Dessa maneira, no ano de 2018 alguns ministros do STF, em especial da 1ª Turma, começaram a remexer e julgar um assunto extremamente delicado, que trata da penhora de bem de família pertencente a fiador de contrato de locação. Ao longo do ano de 2019, 2020 e já no início de 2021, apareceram ainda mais julgados sobre o tema, decidindo no sentido que é impenhorável o bem de família do fiador em contratos de locação comercial.

Acontece que esse assunto já foi decidido e consolidado pelo próprio STF no ano de 2010, em sede de repercussão geral (quando a decisão do STF vale para todos os casos e processos semelhantes), afirmando que é constitucional a penhora de bem de família pertencente a fiador de contrato de locação.

Agora, tendo em vista esses novos julgados na direção oposta do que já foi definido anteriormente, o STF deve decidir se esse tema deve ser julgado novamente pelo plenário, mais uma vez com carimbo de repercussão geral.

Assim, ao voltar a discutir esse assunto, a Suprema Corte brasileira traz uma insegurança jurídica imensurável não só pela questão de direito, como também na questão econômica e mercadológica do setor imobiliário, principalmente no campo das locações.

Importante destacar que a fiança é única modalidade de garantia gratuita prevista na lei de locações, de modo que, outros tipos de garantia causam um aumento no custo do contrato. Ainda, em recente pesquisa realizada em nível nacional, envolvendo aproximadamente 20.000 contratos de locação, constatou-se que dentre os contratos com valor médio de R$3.377,00, 78% deles eram garantidos

por fiadores e dentre esses, mais de 90% contam com os sócios na condição de garantidor da relação locatícia.

A conclusão que se pode tirar do estudo é no sentido de que a fiança, como garantia, está ligada com a intenção de diminuir os custos da empresa em relação ao contrato de locação, direcionando os recursos para o desenvolvimento da própria atividade empresarial.

Na prática, o locador de imóvel comercial, sabendo do entendimento consolidado pelo STF em 2010 e que que aceitou ter como fiador, o próprio dono da empresa inquilina, sabendo que sócio possui um imóvel considerado bem de família, corre o risco de ter sua garantia esvaziada. Ainda, nas novas locações, a tendência é de que os locadores não aceitem a fiança como garantia, considerando a insegurança jurídica causada pelo STF.

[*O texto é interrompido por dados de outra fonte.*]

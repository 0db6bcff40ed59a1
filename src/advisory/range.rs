//! Affected-version ranges as advisory databases publish them
//!
//! Two shapes are supported:
//! - bounded ranges (NVD CPE matches): up to four optional start/end bounds
//! - comparator strings (GitHub advisories): `"< 4.17.21"`, `">= 1.0.0, < 1.2.4"`
//!
//! An installed version is affected by a bounded range when it passes every
//! bound that is present, and by a comparator list when any one entry matches.

use crate::version::constraint::{Operator, parse_constraint};
use crate::version::error::VersionError;
use crate::version::semver::{Version, parse_version};

#[derive(Debug, Clone, Default, PartialEq, Eq)]
pub struct BoundedRange {
    pub start_excluding: Option<Version>,
    pub start_including: Option<Version>,
    pub end_excluding: Option<Version>,
    pub end_including: Option<Version>,
}

impl BoundedRange {
    /// Builds a range from raw bound strings. Empty or whitespace-only strings
    /// count as absent; any other bound that fails to parse is an error.
    pub fn from_raw(
        start_excluding: Option<&str>,
        start_including: Option<&str>,
        end_excluding: Option<&str>,
        end_including: Option<&str>,
    ) -> Result<Self, VersionError> {
        Ok(Self {
            start_excluding: parse_bound(start_excluding)?,
            start_including: parse_bound(start_including)?,
            end_excluding: parse_bound(end_excluding)?,
            end_including: parse_bound(end_including)?,
        })
    }

    /// A range with no bounds affects every version
    pub fn is_unbounded(&self) -> bool {
        self.start_excluding.is_none()
            && self.start_including.is_none()
            && self.end_excluding.is_none()
            && self.end_including.is_none()
    }

    pub fn contains(&self, version: &Version) -> bool {
        self.start_excluding.as_ref().is_none_or(|b| version > b)
            && self.start_including.as_ref().is_none_or(|b| version >= b)
            && self.end_excluding.as_ref().is_none_or(|b| version < b)
            && self.end_including.as_ref().is_none_or(|b| version <= b)
    }
}

fn parse_bound(raw: Option<&str>) -> Result<Option<Version>, VersionError> {
    match raw.map(str::trim) {
        None | Some("") => Ok(None),
        Some(bound) => parse_version(bound).map(Some),
    }
}

#[derive(Debug, Clone, PartialEq, Eq)]
pub enum VersionRange {
    Bounded(BoundedRange),
    /// Entries are alternatives; comparators inside one entry must all hold
    Comparators(Vec<String>),
}

/// Whether `version` lies inside `range`
pub fn is_affected(version: &Version, range: &VersionRange) -> bool {
    match range {
        VersionRange::Bounded(bounded) => bounded.contains(version),
        VersionRange::Comparators(entries) => entries
            .iter()
            .any(|entry| comparator_entry_matches(version, entry)),
    }
}

/// Like [`is_affected`], parsing the installed version first
pub fn is_affected_raw(version: &str, range: &VersionRange) -> Result<bool, VersionError> {
    let version = parse_version(version)?;
    Ok(is_affected(&version, range))
}

/// One comparator entry, e.g. `">= 1.0.0, < 1.2.4"`. Entries that are empty or
/// contain a token that does not parse never match.
fn comparator_entry_matches(version: &Version, entry: &str) -> bool {
    let tokens = comparator_tokens(entry);
    if tokens.is_empty() {
        return false;
    }

    let mut all_hold = true;
    for token in &tokens {
        match parse_constraint(token) {
            Ok(constraint) => all_hold &= constraint.satisfies(version),
            Err(_) => return false,
        }
    }
    all_hold
}

/// Splits on whitespace and commas, gluing a bare operator (`>=`) to the
/// version token that follows it.
fn comparator_tokens(entry: &str) -> Vec<String> {
    let mut tokens = Vec::new();
    let mut pending_operator: Option<&str> = None;

    for piece in entry
        .split(|c: char| c.is_whitespace() || c == ',')
        .filter(|p| !p.is_empty())
    {
        let (operator, rest) = Operator::split_prefix(piece);
        match pending_operator.take() {
            Some(op) => tokens.push(format!("{op}{piece}")),
            None if operator != Operator::None && rest.is_empty() => {
                pending_operator = Some(piece);
            }
            None => tokens.push(piece.to_string()),
        }
    }

    // dangling operator with no version
    if let Some(op) = pending_operator {
        tokens.push(op.to_string());
    }

    tokens
}

#[cfg(test)]
mod tests {
    use super::*;
    use rstest::rstest;

    fn v(s: &str) -> Version {
        parse_version(s).unwrap()
    }

    fn bounded(
        start_excluding: Option<&str>,
        start_including: Option<&str>,
        end_excluding: Option<&str>,
        end_including: Option<&str>,
    ) -> VersionRange {
        VersionRange::Bounded(
            BoundedRange::from_raw(start_excluding, start_including, end_excluding, end_including)
                .unwrap(),
        )
    }

    fn comparators(entries: &[&str]) -> VersionRange {
        VersionRange::Comparators(entries.iter().map(|s| s.to_string()).collect())
    }

    #[rstest]
    #[case("1.5.0", true)]
    #[case("1.0.0", true)]
    #[case("2.0.0", false)]
    #[case("0.9.9", false)]
    #[case("2.0.0-rc.1", true)]
    fn bounded_start_including_end_excluding(#[case] version: &str, #[case] expected: bool) {
        let range = bounded(None, Some("1.0.0"), Some("2.0.0"), None);
        assert_eq!(is_affected(&v(version), &range), expected);
    }

    #[rstest]
    #[case("1.0.0", false)]
    #[case("1.0.1", true)]
    #[case("2.0.0", true)]
    #[case("2.0.1", false)]
    fn bounded_start_excluding_end_including(#[case] version: &str, #[case] expected: bool) {
        let range = bounded(Some("1.0.0"), None, None, Some("2.0.0"));
        assert_eq!(is_affected(&v(version), &range), expected);
    }

    #[rstest]
    #[case("4.17.19", true)]
    #[case("4.17.20", false)]
    fn bounded_end_excluding_only(#[case] version: &str, #[case] expected: bool) {
        let range = bounded(None, None, Some("4.17.20"), None);
        assert_eq!(is_affected(&v(version), &range), expected);
    }

    #[rstest]
    #[case("0.0.1")]
    #[case("99.0.0")]
    #[case("1.0.0-alpha")]
    fn bounded_without_bounds_affects_everything(#[case] version: &str) {
        let range = bounded(None, Some(""), Some("  "), None);
        assert!(is_affected(&v(version), &range));
    }

    #[test]
    fn bounded_from_raw_rejects_malformed_bound() {
        assert_eq!(
            BoundedRange::from_raw(None, Some("1.x"), None, None),
            Err(VersionError::MalformedVersion("1.x".to_string()))
        );
    }

    #[rstest]
    #[case(&["< 4.17.21"], "4.17.20", true)]
    #[case(&["< 4.17.21"], "4.17.21", false)]
    #[case(&["<= 4.17.21"], "4.17.21", true)]
    #[case(&["> 1.0.0"], "1.0.0", false)]
    #[case(&[">= 1.0.0, < 1.2.4"], "1.2.3", true)]
    #[case(&[">= 1.0.0, < 1.2.4"], "1.2.4", false)]
    #[case(&[">= 1.0.0, < 1.2.4"], "0.9.0", false)]
    #[case(&[">=1.0.0 <2.0.0"], "1.5.0", true)]
    #[case(&[">=1.0.0 <2.0.0"], "2.0.0", false)]
    #[case(&["= 1.2.3"], "1.2.3", true)]
    #[case(&["1.2.3"], "1.2.3", true)]
    #[case(&["1.2.3"], "1.2.4", false)]
    #[case(&["< 1.0.0", ">= 2.0.0, < 2.1.0"], "2.0.5", true)]
    #[case(&["< 1.0.0", ">= 2.0.0, < 2.1.0"], "1.5.0", false)]
    #[case(&[">= 1.0.0, < 2.0.0, != 1.5.0"], "1.2.0", false)]
    #[case(&["<1.0.0", ">=1.2.0 <1.3.0"], "1.2.3", true)]
    #[case(&["garbage", "< 2.0.0"], "1.0.0", true)]
    #[case(&["garbage"], "1.0.0", false)]
    #[case(&[""], "1.0.0", false)]
    #[case(&[">="], "1.0.0", false)]
    #[case(&[], "1.0.0", false)]
    fn comparator_ranges(
        #[case] entries: &[&str],
        #[case] version: &str,
        #[case] expected: bool,
    ) {
        assert_eq!(is_affected(&v(version), &comparators(entries)), expected);
    }

    #[test]
    fn is_affected_raw_rejects_malformed_version() {
        let range = comparators(&["< 2.0.0"]);
        assert_eq!(
            is_affected_raw("not-a-version", &range),
            Err(VersionError::MalformedVersion("not-a-version".to_string()))
        );
        assert_eq!(is_affected_raw("v1.0.0", &range), Ok(true));
    }

    #[rstest]
    #[case(">= 1.0.0, < 2.0.0", vec![">=1.0.0", "<2.0.0"])]
    #[case(">=1.0.0 <2.0.0", vec![">=1.0.0", "<2.0.0"])]
    #[case("<  4.17.21", vec!["<4.17.21"])]
    #[case("1.2.3", vec!["1.2.3"])]
    #[case(">=", vec![">="])]
    fn comparator_tokens_glue_operators(#[case] entry: &str, #[case] expected: Vec<&str>) {
        assert_eq!(comparator_tokens(entry), expected);
    }
}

O fato é que, no fim das contas, ninguém ganha com isso, tanto o locatário/inquilino quanto o locador, perdem. De um lado, caso seja afastada a penhora do bem de família do fiador, essa modalidade de garantia não será mais aceita pelos locadores, bem como nos contratos em curso exigirão a substituição por garantias onerosas. De outro lado, diversos locatários e candidatos a se tornarem locatários, que com certeza prefeririam usar a fiança para garantirem seus próprios negócios, levando em consideração que é a única modalidade de garantia gratuita, serão prejudicados com um aumento no custo da locação em razão da necessidade de garantir o contrato com outra modalidade de garantia.

João Guilherme Stoppa, advogado e membro da Comissão de Direito Imobiliário e Urbanístico da OAB Londrina.